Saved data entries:
* * * * * * * * *

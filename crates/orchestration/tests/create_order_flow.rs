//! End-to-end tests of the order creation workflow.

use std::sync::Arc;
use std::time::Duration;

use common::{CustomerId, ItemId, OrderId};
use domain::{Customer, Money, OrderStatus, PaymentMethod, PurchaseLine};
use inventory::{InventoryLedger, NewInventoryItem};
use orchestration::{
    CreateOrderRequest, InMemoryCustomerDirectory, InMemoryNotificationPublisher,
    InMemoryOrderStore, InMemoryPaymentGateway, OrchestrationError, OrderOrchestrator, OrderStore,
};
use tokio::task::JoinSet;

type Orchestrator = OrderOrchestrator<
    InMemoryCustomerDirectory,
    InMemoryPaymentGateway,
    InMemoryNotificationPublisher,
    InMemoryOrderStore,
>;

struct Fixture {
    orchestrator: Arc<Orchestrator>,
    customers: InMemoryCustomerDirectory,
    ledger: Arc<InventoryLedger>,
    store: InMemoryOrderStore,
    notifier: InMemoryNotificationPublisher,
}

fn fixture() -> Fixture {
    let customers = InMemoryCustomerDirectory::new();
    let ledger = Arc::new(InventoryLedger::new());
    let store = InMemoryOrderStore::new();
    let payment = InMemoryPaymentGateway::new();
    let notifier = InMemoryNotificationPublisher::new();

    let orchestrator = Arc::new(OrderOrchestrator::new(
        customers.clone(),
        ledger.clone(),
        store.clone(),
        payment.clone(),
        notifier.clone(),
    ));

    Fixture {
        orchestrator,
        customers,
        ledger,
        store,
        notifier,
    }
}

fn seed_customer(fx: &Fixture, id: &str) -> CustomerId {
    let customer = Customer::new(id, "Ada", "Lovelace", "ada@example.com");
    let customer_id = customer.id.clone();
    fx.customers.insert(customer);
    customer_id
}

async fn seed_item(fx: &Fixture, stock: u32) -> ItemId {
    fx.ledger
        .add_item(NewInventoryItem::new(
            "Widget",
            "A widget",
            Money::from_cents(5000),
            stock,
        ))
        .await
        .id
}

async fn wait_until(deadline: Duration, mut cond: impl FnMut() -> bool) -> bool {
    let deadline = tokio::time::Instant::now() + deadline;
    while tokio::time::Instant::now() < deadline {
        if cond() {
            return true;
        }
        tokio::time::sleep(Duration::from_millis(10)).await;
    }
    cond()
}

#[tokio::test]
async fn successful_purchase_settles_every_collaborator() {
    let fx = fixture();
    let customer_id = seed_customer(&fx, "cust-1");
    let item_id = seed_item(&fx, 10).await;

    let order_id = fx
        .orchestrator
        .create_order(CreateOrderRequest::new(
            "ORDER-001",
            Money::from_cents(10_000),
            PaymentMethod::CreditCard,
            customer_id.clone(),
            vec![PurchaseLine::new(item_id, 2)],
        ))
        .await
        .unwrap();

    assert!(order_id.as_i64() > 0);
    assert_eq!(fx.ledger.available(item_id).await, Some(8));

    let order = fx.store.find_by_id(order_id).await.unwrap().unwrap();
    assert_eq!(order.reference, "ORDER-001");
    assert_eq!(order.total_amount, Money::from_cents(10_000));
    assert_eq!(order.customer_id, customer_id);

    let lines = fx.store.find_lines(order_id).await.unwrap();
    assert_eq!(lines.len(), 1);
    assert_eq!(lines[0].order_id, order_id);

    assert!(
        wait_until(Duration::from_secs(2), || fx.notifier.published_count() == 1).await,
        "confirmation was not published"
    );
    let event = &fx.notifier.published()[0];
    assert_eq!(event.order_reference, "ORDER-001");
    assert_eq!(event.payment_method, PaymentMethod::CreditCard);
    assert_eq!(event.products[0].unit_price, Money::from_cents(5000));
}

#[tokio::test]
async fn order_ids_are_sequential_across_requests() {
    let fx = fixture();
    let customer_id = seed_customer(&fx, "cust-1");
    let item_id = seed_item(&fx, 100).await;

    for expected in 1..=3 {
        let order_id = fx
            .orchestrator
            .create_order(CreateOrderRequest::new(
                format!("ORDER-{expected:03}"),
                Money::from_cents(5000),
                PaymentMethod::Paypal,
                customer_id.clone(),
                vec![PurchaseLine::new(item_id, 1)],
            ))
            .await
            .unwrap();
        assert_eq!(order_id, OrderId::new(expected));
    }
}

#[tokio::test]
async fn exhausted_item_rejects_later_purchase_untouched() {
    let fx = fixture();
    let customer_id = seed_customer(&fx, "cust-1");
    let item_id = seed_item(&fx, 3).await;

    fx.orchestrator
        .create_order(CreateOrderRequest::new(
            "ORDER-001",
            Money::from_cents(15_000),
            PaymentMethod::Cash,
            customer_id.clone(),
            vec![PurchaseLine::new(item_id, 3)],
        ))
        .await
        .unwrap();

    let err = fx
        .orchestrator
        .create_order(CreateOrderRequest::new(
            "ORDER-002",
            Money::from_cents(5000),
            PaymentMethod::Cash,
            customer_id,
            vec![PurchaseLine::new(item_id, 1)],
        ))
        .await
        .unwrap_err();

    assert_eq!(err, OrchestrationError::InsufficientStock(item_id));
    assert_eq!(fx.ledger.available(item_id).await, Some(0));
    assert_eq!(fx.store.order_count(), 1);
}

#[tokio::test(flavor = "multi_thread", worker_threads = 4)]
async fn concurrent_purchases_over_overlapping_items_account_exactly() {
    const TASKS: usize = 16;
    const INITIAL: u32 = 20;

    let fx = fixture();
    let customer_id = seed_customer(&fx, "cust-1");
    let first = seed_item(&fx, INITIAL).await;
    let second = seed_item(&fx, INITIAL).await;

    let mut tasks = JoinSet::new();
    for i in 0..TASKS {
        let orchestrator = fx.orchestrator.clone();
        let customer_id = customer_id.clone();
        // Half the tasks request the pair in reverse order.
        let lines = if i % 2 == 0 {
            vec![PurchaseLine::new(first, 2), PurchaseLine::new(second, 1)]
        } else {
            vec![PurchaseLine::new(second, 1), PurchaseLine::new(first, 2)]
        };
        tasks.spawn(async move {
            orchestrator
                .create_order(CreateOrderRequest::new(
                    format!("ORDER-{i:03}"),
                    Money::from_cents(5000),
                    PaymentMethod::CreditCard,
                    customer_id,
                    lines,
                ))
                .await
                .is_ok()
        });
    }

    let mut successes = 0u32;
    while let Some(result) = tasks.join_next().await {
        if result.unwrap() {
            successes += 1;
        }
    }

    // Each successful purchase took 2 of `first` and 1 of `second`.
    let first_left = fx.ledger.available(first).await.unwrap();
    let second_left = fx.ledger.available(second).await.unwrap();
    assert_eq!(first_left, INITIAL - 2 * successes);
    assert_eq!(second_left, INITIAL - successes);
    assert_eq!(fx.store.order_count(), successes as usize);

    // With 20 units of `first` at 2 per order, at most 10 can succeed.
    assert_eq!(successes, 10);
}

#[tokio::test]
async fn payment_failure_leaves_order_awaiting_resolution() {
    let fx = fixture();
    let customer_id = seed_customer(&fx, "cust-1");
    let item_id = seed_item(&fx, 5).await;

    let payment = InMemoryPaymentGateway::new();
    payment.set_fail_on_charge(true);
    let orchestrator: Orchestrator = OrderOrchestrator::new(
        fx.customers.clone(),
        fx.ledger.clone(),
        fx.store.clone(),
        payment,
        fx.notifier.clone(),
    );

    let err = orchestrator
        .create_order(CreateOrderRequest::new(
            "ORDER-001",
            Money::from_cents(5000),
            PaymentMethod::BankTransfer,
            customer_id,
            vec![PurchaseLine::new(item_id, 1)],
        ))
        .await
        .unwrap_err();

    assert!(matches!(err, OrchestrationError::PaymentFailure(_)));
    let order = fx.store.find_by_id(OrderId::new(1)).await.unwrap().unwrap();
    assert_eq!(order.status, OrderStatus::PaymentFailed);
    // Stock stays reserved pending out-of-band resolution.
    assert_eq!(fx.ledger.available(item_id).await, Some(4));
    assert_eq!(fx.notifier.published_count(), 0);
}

* * * * * * * * *

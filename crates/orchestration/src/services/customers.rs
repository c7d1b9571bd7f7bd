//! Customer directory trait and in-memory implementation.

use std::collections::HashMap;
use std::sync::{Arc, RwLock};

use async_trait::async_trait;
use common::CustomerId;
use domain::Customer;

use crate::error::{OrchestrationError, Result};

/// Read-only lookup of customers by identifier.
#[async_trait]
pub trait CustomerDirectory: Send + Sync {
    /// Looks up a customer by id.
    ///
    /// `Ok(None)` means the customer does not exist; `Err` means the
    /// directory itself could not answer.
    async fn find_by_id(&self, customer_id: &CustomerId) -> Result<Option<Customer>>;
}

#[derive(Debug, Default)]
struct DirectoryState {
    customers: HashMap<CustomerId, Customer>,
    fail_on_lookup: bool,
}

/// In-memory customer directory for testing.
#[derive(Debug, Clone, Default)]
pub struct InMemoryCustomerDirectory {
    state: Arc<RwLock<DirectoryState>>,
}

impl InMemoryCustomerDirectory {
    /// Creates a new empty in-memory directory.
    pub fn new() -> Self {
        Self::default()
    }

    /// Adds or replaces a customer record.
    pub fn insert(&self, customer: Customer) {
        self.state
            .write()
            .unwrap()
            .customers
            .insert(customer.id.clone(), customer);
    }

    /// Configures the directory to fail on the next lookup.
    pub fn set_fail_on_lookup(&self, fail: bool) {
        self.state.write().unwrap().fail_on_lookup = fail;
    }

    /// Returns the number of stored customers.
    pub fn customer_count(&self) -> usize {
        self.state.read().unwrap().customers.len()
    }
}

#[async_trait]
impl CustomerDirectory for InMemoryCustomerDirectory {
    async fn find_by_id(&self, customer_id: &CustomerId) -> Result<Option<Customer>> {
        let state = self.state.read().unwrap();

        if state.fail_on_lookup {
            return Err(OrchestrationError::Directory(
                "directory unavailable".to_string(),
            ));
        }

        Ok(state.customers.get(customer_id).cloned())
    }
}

* * * * * * * * *

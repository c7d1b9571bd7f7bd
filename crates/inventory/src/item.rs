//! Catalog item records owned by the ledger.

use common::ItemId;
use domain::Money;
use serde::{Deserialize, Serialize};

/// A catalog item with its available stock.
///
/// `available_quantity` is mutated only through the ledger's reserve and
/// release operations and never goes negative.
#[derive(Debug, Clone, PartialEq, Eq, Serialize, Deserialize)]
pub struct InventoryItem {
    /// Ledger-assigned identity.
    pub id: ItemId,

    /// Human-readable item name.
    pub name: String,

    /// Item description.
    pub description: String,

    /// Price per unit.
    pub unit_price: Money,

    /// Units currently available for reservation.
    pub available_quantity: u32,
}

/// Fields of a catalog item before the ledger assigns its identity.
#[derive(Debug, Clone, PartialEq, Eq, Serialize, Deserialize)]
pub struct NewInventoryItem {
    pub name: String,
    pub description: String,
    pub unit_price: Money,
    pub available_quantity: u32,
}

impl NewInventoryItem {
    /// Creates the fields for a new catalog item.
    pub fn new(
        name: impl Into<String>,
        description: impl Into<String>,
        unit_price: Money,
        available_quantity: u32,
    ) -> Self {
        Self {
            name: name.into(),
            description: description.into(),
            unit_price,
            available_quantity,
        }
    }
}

* * * * * * * * *

**Exercise prompt**. How many of the lines in the records include the word "InMemoryOrderStore"? Only the number should be given.

**Result of this exercise**. 4